Soon will be listed here.

Abstract

Performance on most sensory tasks improves with practice. When making particularly challenging sensory judgments, perceptual improvements in performance are tightly coupled to the trained task and stimulus configuration. The form of this specificity is believed to provide a strong indication of which neurons are solving the task or encoding the learned stimulus. Here we systematically decouple task- and stimulus-mediated components of trained improvements in perceptual performance and show that neither provides an adequate description of the learning process. Twenty-four human subjects trained on a unique combination of task (three-element alignment or bisection) and stimulus configuration (vertical or horizontal orientation).

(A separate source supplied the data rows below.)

use thiserror::Error;

#[derive(Debug, Error)]
pub enum EngineError {
    #[error("card {index} is not part of the deck ({len} cards)")]
    UnknownCard { index: usize, len: usize },
    #[error("no session is active")]
    NoActiveSession,
    #[error("need {required} distinct identities but the pool only has {available}")]
    InsufficientAssets { required: usize, available: usize },
    #[error("timer tick must be finite and non-negative, got {0}")]
    InvalidTick(f64),
    #[error("unknown difficulty tier `{0}`")]
    UnknownTier(String),
    #[error("invalid configuration: {0}")]
    Config(String),
    #[error(transparent)]
    Io(#[from] std::io::Error),
    #[error(transparent)]
    Json(#[from] serde_json::Error),
}
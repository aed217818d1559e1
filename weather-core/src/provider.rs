use crate::{
    Config, Weather, WeatherRequest, error::WeatherError, provider::yandex::YandexWeatherProvider,
};
use async_trait::async_trait;
use std::fmt::Debug;

pub mod yandex;

#[async_trait]
pub trait WeatherProvider: Send + Sync + Debug {
    async fn get_weather(&self, request: &WeatherRequest) -> Result<Weather, WeatherError>;
}

/// Construct a provider from the stored API key (and base URL override, if any).
pub fn provider_from_config(config: &Config) -> anyhow::Result<Box<dyn WeatherProvider>> {
    let api_key = config.api_key.as_deref().ok_or_else(|| {
        anyhow::anyhow!(
            "No Yandex.Weather API key configured.\n\
             Hint: run `yaweather configure` or set YANDEX_WEATHER_API_KEY."
        )
    })?;

    let provider = match config.base_url.as_deref() {
        Some(url) => YandexWeatherProvider::with_base_url(api_key.to_owned(), url),
        None => YandexWeatherProvider::new(api_key.to_owned()),
    };

    Ok(Box::new(provider))
}
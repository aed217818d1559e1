//! Binary crate for the `yaweather` command-line tool.
//!
//! This crate focuses on:
//! - Parsing CLI arguments
//! - Interactive configuration
//! - Human-friendly output formatting

use clap::Parser;
use tracing_subscriber::EnvFilter;

mod cli;
mod output;

#[tokio::main]
async fn main() -> anyhow::Result<()> {
    let filter = EnvFilter::try_from_default_env().unwrap_or_else(|_| EnvFilter::new("warn"));
    tracing_subscriber::fmt().with_env_filter(filter).with_writer(std::io::stderr).init();

    let cmd = cli::Cli::parse();
    cmd.run().await
}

Before and after training, we measured subjects' performance on all four task-configuration combinations. What we demonstrate for the first time is that learning does actually transfer across both task and configuration provided there is a common spatial axis to the judgment. The critical factor underlying the transfer of learning effects is not the task or stimulus arrangements themselves, but rather the recruitment of commons sets of neurons most informative for making each perceptual judgment.

Citing Articles

Speech in noise perception improved by training fine auditory discrimination: far and applicable transfer of perceptual learning.

Gao X, Yan T, Huang T, Li X, Zhang Y Sci Rep. 2020; 10(1):19320.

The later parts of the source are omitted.